== Segment start ==

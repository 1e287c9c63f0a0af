// src/routes/geometry.rs
//! Boundary layers for the choropleth maps.
//!
//! `GET /geometry/{layer}` returns the layer as a GeoJSON FeatureCollection
//! whose feature ids are the same join keys used in map chart rows, so the
//! front-end can match them without normalizing names itself.

use axum::{
    extract::{Path, State},
    http::StatusCode,
    response::{IntoResponse, Response},
    routing::get,
    Json, Router,
};

use super::AppState;
use crate::geometry::GeometryTable;

// ---

pub fn router() -> Router<AppState> {
    Router::new().route("/geometry/{layer}", get(layer))
}

async fn layer(Path(layer): Path<String>, State(state): State<AppState>) -> Response {
    // ---
    let table: Option<&GeometryTable> = match layer.as_str() {
        "states" => state.complaints.geometry(),
        "municipalities" => state.assessments.as_deref().and_then(|a| a.geometry()),
        _ => {
            return (StatusCode::NOT_FOUND, format!("unknown layer '{layer}'")).into_response();
        }
    };

    match table {
        Some(table) => Json(table.to_feature_collection()).into_response(),
        None => (
            StatusCode::NOT_FOUND,
            format!("layer '{layer}' is not loaded"),
        )
            .into_response(),
    }
}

== Segment end ==

What the task asks
Go line by line through the material above and return each one that includes "format".

Solution to this task
            return (StatusCode::NOT_FOUND, format!("unknown layer '{layer}'")).into_response();
            format!("layer '{layer}' is not loaded"),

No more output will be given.